(Spoiler alert: se mencionan a continuación elementos de la trama del primer episodio de la más reciente temporada de Black Mirror).
En el primer episodio de la nueva temporada de Black Mirror, titulado “Common People”, Mike y Amanda son un matrimonio de clase media bastante habitual, él soldador y ella maestra de primaria, que enfrenta los habituales desafíos de un matrimonio joven de su tipo. Todo marcha más o menos bien hasta que a ella le descubren un tumor cerebral inoperable, y la única alternativa para que despierte es un tratamiento experimental ofrecido por una compañía llamada Rivermind, que reemplaza el tejido cerebral dañado con una especie de memoria que aloja la memoria de Amanda, por lo que su mente estará conectada y alimentada por un servidor remoto de la compañía. Ante la falta de opciones Mike opta por el tratamiento, pese a la dificultad económica que le supone.
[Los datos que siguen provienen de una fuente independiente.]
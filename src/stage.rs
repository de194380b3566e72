//! Dependent stage chains.
//!
//! A [`StageRunner`] threads a value through an ordered list of async stages. Stages are composed
//! with [`StageRunner::then`], which changes the runner's output type to the new stage's output,
//! so a stage whose input does not match the previous output is a compile error rather than a
//! runtime one.
//!
//! ```text
//! input ─▶ stage 0 ─▶ stage 1 ─▶ … ─▶ stage n-1 ─▶ Ok(output)
//!             │           │                │
//!             └───────────┴──── Err(e) ────┴──▶ Err(e)   (no later stage runs)
//! ```

use std::future::Future;
use std::sync::Arc;

use futures::future::{self, BoxFuture};
use futures::FutureExt;

#[cfg(feature = "tracing")]
use tracing::{debug, info, warn};

/// One step of a chain: consumes the previous step's output and produces the next input.
///
/// Most stages are closures wrapped with [`stage_fn`]. Implement the trait directly when a stage
/// carries state or wants a computed name.
///
/// # Examples
///
/// ```
/// use std::future::Future;
/// use stagefan::Stage;
///
/// struct Scale(u64);
///
/// impl Stage<u64> for Scale {
///     type Output = u64;
///     type Error = String;
///
///     fn run(&self, input: u64) -> impl Future<Output = Result<u64, String>> + Send {
///         let factor = self.0;
///         async move { input.checked_mul(factor).ok_or_else(|| "overflow".to_string()) }
///     }
///
///     fn name(&self) -> &str {
///         "scale"
///     }
/// }
/// ```
pub trait Stage<In>: Send + Sync {
    type Output: Send + 'static;
    type Error: Send + 'static;

    fn run(&self, input: In) -> impl Future<Output = Result<Self::Output, Self::Error>> + Send;

    /// Human-readable name used in logs and [`StageRunner::stage_names`].
    fn name(&self) -> &str {
        std::any::type_name::<Self>()
    }
}

/// A [`Stage`] built from a named async closure. See [`stage_fn`].
pub struct StageFn<F> {
    name: String,
    f: F,
}

impl<In, F, Fut, O, E> Stage<In> for StageFn<F>
where
    F: Fn(In) -> Fut + Send + Sync,
    Fut: Future<Output = Result<O, E>> + Send,
    O: Send + 'static,
    E: Send + 'static,
{
    type Output = O;
    type Error = E;

    fn run(&self, input: In) -> impl Future<Output = Result<O, E>> + Send {
        (self.f)(input)
    }

    fn name(&self) -> &str {
        &self.name
    }
}

/// Create a stage from a closure returning a future.
///
/// ```
/// use stagefan::{stage_fn, StageRunner};
///
/// # futures::executor::block_on(async {
/// let runner = StageRunner::<&'static str, _, std::num::ParseIntError>::new()
///     .then(stage_fn("parse", |s: &'static str| async move { s.trim().parse::<i64>() }))
///     .then(stage_fn("negate", |n: i64| async move { Ok(-n) }));
///
/// assert_eq!(runner.run(" 42 ").await, Ok(-42));
/// assert!(runner.run("forty-two").await.is_err());
/// # });
/// ```
pub fn stage_fn<F>(name: impl Into<String>, f: F) -> StageFn<F> {
    StageFn {
        name: name.into(),
        f,
    }
}

type ChainFn<In, Out, E> = Arc<dyn Fn(In) -> BoxFuture<'static, Result<Out, E>> + Send + Sync>;

/// Runs stages in strict dependency order, stopping at the first failure.
///
/// Stage `i + 1` is invoked only after stage `i` has resolved successfully, and receives its
/// value. The first error is returned unchanged and no further stage is invoked. A runner with no
/// stages returns its input.
///
/// A runner holds no per-run state: [`StageRunner::run`] can be called any number of times,
/// concurrently if needed. Cloning is cheap.
pub struct StageRunner<In, Out, E> {
    chain: ChainFn<In, Out, E>,
    names: Vec<String>,
}

impl<In, Out, E> Clone for StageRunner<In, Out, E> {
    fn clone(&self) -> Self {
        Self {
            chain: Arc::clone(&self.chain),
            names: self.names.clone(),
        }
    }
}

impl<In, E> StageRunner<In, In, E>
where
    In: Send + 'static,
    E: Send + 'static,
{
    /// Create an empty chain, which returns its input unchanged.
    pub fn new() -> Self {
        let chain: ChainFn<In, In, E> = Arc::new(|input: In| future::ready(Ok(input)).boxed());
        Self {
            chain,
            names: Vec::new(),
        }
    }
}

impl<In, E> Default for StageRunner<In, In, E>
where
    In: Send + 'static,
    E: Send + 'static,
{
    fn default() -> Self {
        Self::new()
    }
}

impl<In, Out, E> StageRunner<In, Out, E>
where
    In: Send + 'static,
    Out: Send + 'static,
    E: Send + 'static,
{
    /// Append a stage that consumes this chain's current output.
    pub fn then<S>(self, stage: S) -> StageRunner<In, S::Output, E>
    where
        S: Stage<Out, Error = E> + 'static,
    {
        let index = self.names.len();
        let mut names = self.names;
        names.push(stage.name().to_string());

        #[cfg(feature = "tracing")]
        debug!(stage = index, name = stage.name(), "stage appended to chain");

        let previous = self.chain;
        let stage = Arc::new(stage);
        let chain: ChainFn<In, S::Output, E> = Arc::new(move |input: In| {
            let previous = Arc::clone(&previous);
            let stage = Arc::clone(&stage);
            async move {
                let intermediate = previous(input).await?;
                run_stage(index, stage.as_ref(), intermediate).await
            }
            .boxed()
        });

        StageRunner { chain, names }
    }

    /// Run every stage in order, starting from `input`.
    ///
    /// # Errors
    ///
    /// Returns the error of the first stage that fails.
    pub async fn run(&self, input: In) -> Result<Out, E> {
        #[cfg(feature = "tracing")]
        info!(stages = self.names.len(), "starting stage chain");

        let result = (self.chain)(input).await;

        #[cfg(feature = "tracing")]
        match &result {
            Ok(_) => info!("stage chain completed successfully"),
            Err(_) => warn!("stage chain failed"),
        }

        result
    }

    /// Number of stages in the chain.
    pub fn len(&self) -> usize {
        self.names.len()
    }

    pub fn is_empty(&self) -> bool {
        self.names.is_empty()
    }

    /// Stage names in execution order.
    pub fn stage_names(&self) -> &[String] {
        &self.names
    }
}

/// A whole chain can be nested as one stage of another chain.
impl<In, Out, E> Stage<In> for StageRunner<In, Out, E>
where
    In: Send + 'static,
    Out: Send + 'static,
    E: Send + 'static,
{
    type Output = Out;
    type Error = E;

    fn run(&self, input: In) -> impl Future<Output = Result<Out, E>> + Send {
        (self.chain)(input)
    }

    fn name(&self) -> &str {
        "chain"
    }
}

#[cfg_attr(not(feature = "tracing"), allow(unused_variables))]
async fn run_stage<S, In>(index: usize, stage: &S, input: In) -> Result<S::Output, S::Error>
where
    S: Stage<In>,
{
    #[cfg(feature = "tracing")]
    debug!(stage = index, name = stage.name(), "stage started");

    let result = stage.run(input).await;

    #[cfg(feature = "tracing")]
    match &result {
        Ok(_) => debug!(stage = index, name = stage.name(), "stage finished"),
        Err(_) => warn!(
            stage = index,
            name = stage.name(),
            "stage failed, skipping the rest of the chain"
        ),
    }

    result
}
//! Ordered, short-circuiting fan-out over a runtime-agnostic spawner.
//!
//! [`FanOut::collect`] turns every input into a sub-operation, hands all of them to the spawner
//! before awaiting anything, and resolves with the values in input order or with the first
//! failure. The bookkeeping lives in [`Batch`](crate::batch); this module only wires
//! sub-operations to it and waits for the single delivery.

use std::any::Any;
use std::future::Future;
use std::panic::AssertUnwindSafe;
use std::sync::Arc;

use futures::future::{self, AbortHandle, AbortRegistration, Abortable, BoxFuture, Either};
use futures::stream::FuturesUnordered;
use futures::{pin_mut, FutureExt, StreamExt};

#[cfg(feature = "tracing")]
use tracing::{debug, error, warn};

use crate::batch::Batch;
use crate::error::CollectError;

/// Spawner used by [`FanOut::local`]: the future is driven in place by the collector itself.
pub type LocalSpawner = fn(BoxFuture<'static, ()>) -> BoxFuture<'static, ()>;

fn run_in_place(fut: BoxFuture<'static, ()>) -> BoxFuture<'static, ()> {
    fut
}

/// Runs one homogeneous async operation over every element of an input sequence.
///
/// The spawner decides where sub-operations run. It receives each sub-operation as a boxed
/// future and returns a future that resolves once the sub-operation is done:
///
/// - Tokio: `|fut| tokio::spawn(fut).map(|_| ())`
/// - Smol: `|fut| smol::spawn(fut)`
/// - futures-executor: `move |fut| pool.spawn_with_handle(fut).unwrap()`
/// - No runtime at all: [`FanOut::local`]
///
/// Sub-operations never report back through the returned future; they record their outcome in
/// shared batch state. A spawner that detaches the work and returns `future::ready(())` is
/// therefore just as valid.
///
/// # Examples
///
/// ```
/// use stagefan::{CollectError, FanOut};
///
/// # futures::executor::block_on(async {
/// let fan_out = FanOut::local();
///
/// let doubled = fan_out
///     .collect(vec![1, 2, 3], |n| async move { Ok::<_, CollectError>(n * 2) })
///     .await
///     .unwrap();
///
/// assert_eq!(doubled, vec![2, 4, 6]);
/// # });
/// ```
#[derive(Clone)]
pub struct FanOut<S> {
    spawner: S,
    cancel_on_failure: bool,
}

impl FanOut<LocalSpawner> {
    /// Drive every sub-operation concurrently inside the calling task.
    ///
    /// No runtime is needed. Sub-operations still overlap at their await points, but none of them
    /// runs in parallel on another thread. Outstanding siblings are dropped as soon as the batch
    /// is decided.
    pub fn local() -> Self {
        Self::new(run_in_place as LocalSpawner)
    }
}

impl Default for FanOut<LocalSpawner> {
    fn default() -> Self {
        Self::local()
    }
}

impl<S> FanOut<S> {
    /// Create a collector that hands sub-operations to `spawner`.
    pub fn new(spawner: S) -> Self {
        Self {
            spawner,
            cancel_on_failure: true,
        }
    }

    /// Whether the first failure aborts the siblings that are still running (default `true`).
    ///
    /// Aborted sub-operations stop at their next poll. With cancellation off they run to
    /// completion and whatever they produce is discarded.
    pub fn cancel_on_failure(mut self, cancel: bool) -> Self {
        self.cancel_on_failure = cancel;
        self
    }

    /// Apply `op` to every input concurrently and collect the results in input order.
    ///
    /// - Every sub-operation is handed to the spawner before any of them is awaited.
    /// - `output[i]` is the value produced for `inputs[i]`, whatever order they finish in.
    /// - The first failure resolves the call; later results are ignored.
    /// - An empty input resolves immediately with an empty vector.
    ///
    /// # Errors
    ///
    /// Returns the first error produced by a sub-operation, or a [`CollectError`] converted into
    /// `E` when a sub-operation panics or every sub-operation is dropped unfinished.
    pub async fn collect<I, F, Fut, T, E, SF>(&self, inputs: I, op: F) -> Result<Vec<T>, E>
    where
        I: IntoIterator,
        F: FnMut(I::Item) -> Fut,
        Fut: Future<Output = Result<T, E>> + Send + 'static,
        T: Send + 'static,
        E: From<CollectError> + Send + 'static,
        S: Fn(BoxFuture<'static, ()>) -> SF,
        SF: Future<Output = ()>,
    {
        let operations: Vec<Fut> = inputs.into_iter().map(op).collect();
        let len = operations.len();

        if len == 0 {
            #[cfg(feature = "tracing")]
            debug!("empty fan-out, nothing to spawn");
            return Ok(Vec::new());
        }

        #[cfg(feature = "tracing")]
        debug!(
            count = len,
            cancel_on_failure = self.cancel_on_failure,
            "fanning out"
        );

        let (aborts, registrations): (Vec<AbortHandle>, Vec<Option<AbortRegistration>>) =
            if self.cancel_on_failure {
                (0..len)
                    .map(|_| {
                        let (handle, registration) = AbortHandle::new_pair();
                        (handle, Some(registration))
                    })
                    .unzip()
            } else {
                (Vec::new(), (0..len).map(|_| None).collect())
            };

        let (batch, delivery) = Batch::new(len, aborts);
        let batch = Arc::new(batch);

        let mut joins: FuturesUnordered<SF> = operations
            .into_iter()
            .zip(registrations)
            .enumerate()
            .map(|(index, (operation, registration))| {
                (self.spawner)(sub_operation(
                    index,
                    operation,
                    registration,
                    Arc::clone(&batch),
                ))
            })
            .collect();

        // Only sub-operations hold the batch from here on, so the delivery is cancelled once the
        // last of them is dropped without reporting.
        drop(batch);

        let drive = async move { while joins.next().await.is_some() {} };
        pin_mut!(drive);

        let delivered = match future::select(delivery, drive).await {
            Either::Left((delivered, _)) => delivered,
            Either::Right(((), delivery)) => delivery.await,
        };

        delivered.unwrap_or_else(|_| {
            #[cfg(feature = "tracing")]
            warn!(count = len, "every sub-operation was dropped before completing");
            Err(CollectError::Abandoned.into())
        })
    }
}

/// Wrap one operation so it records its outcome at `index`, converting a panic into a failure.
fn sub_operation<Fut, T, E>(
    index: usize,
    operation: Fut,
    registration: Option<AbortRegistration>,
    batch: Arc<Batch<T, E>>,
) -> BoxFuture<'static, ()>
where
    Fut: Future<Output = Result<T, E>> + Send + 'static,
    T: Send + 'static,
    E: From<CollectError> + Send + 'static,
{
    let run = async move {
        let outcome = AssertUnwindSafe(operation)
            .catch_unwind()
            .await
            .unwrap_or_else(|payload| {
                let panic_message = panic_message(payload.as_ref());

                #[cfg(feature = "tracing")]
                error!(index, panic_message = %panic_message, "sub-operation panicked");

                Err(E::from(CollectError::TaskPanicked {
                    index,
                    panic_message,
                }))
            });
        batch.complete(index, outcome);
    };

    match registration {
        Some(registration) => Abortable::new(run, registration).map(|_| ()).boxed(),
        None => run.boxed(),
    }
}

fn panic_message(payload: &(dyn Any + Send)) -> String {
    if let Some(s) = payload.downcast_ref::<&str>() {
        s.to_string()
    } else if let Some(s) = payload.downcast_ref::<String>() {
        s.clone()
    } else {
        "unknown panic".to_string()
    }
}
El resto del capítulo es la muy angustiante historia de cómo la compañía va incrementando los precios de la suscripción si no quieren enfrentar consecuencias indeseables como que Amanda recite sin desearlo anuncios publicitarios, y para costearlo Mike participará en una página web donde se le paga a los participantes para que se degraden tomando orina frente a la cámara o cosas del estilo. La espiral de adicción a los servicios de la compañía y la humillación pública para costearla genera tal tensión que lo único que se desea es que termine el episodio lo antes posible.
Aquí Black Mirror deja claro que uno de los costados más inquietantes de la ciencia ficción no es tanto la advertencia de lo que podría pasar en un futuro, sino la ligera distorsión de fenómenos y mecanismos que precisamente resultan muy inquietantes por sus resonancias con nuestra realidad. Si bien aún no se ha desarrollado un dispositivo donde sean las propias personas quienes se conviertan en los anunciantes de las marcas, esto ya ocurre a varios niveles de nuestra cotidianeidad, y quizá por eso empatizamos tanto con el ridículo que vive Amanda cuando se pone a recitar involuntariamente comerciales en la escuela donde da clases. Pensemos no sólo en los influencers y cómo tan exitosamente se convierten en marcas de sí mismos que anuncian otras marcas, sino también en la publicidad dirigida que nos aparece en nuestras redes sociales sin solicitarla. Este es el caso más similar a lo que ocurre en Black Mirror, pues difícilmente alguien podría argumentar que las redes no son un avatar de uno mismo, alimentado exclusivamente con información proporcionada voluntariamente. Así que esos intrusivos anuncios que en el fondo parecen como un confesionario de deseos ocultos serían algo bastante parecido a la publicidad que nuestro yo virtual le recita a nuestro yo consciente que visita las redes donde se anuncia nuestro yo virtual. O, para decirlo de otro modo, la publicidad que nos endilgamos a nosotros mismos mientras scrolleamos, basada en los deseos de consumo, viajes, necesidades médicas, etcétera, que manifestamos ya sea con un clic o verbalmente frente a los dispositivos y apps que, así como sucede en Black Mirror, tienen ya un dominio tal sobre nuestra mente, que es absolutamente inconcebible la existencia sin ellas.
Sólo que Amanda y Mike al menos se ven orillados por una razón de vida o muerte, mientras que lo nuestro se realiza únicamente con información que nosotros mismos le proporcionamos a esa extensión de nuestro yo a la que luego aborrecemos cuando nos bombardea con publicidad no solicitada, que en realidad sí fue solicitada, sólo que parte del chiste de todo el mecanismo es que sigamos pensando que no fue así.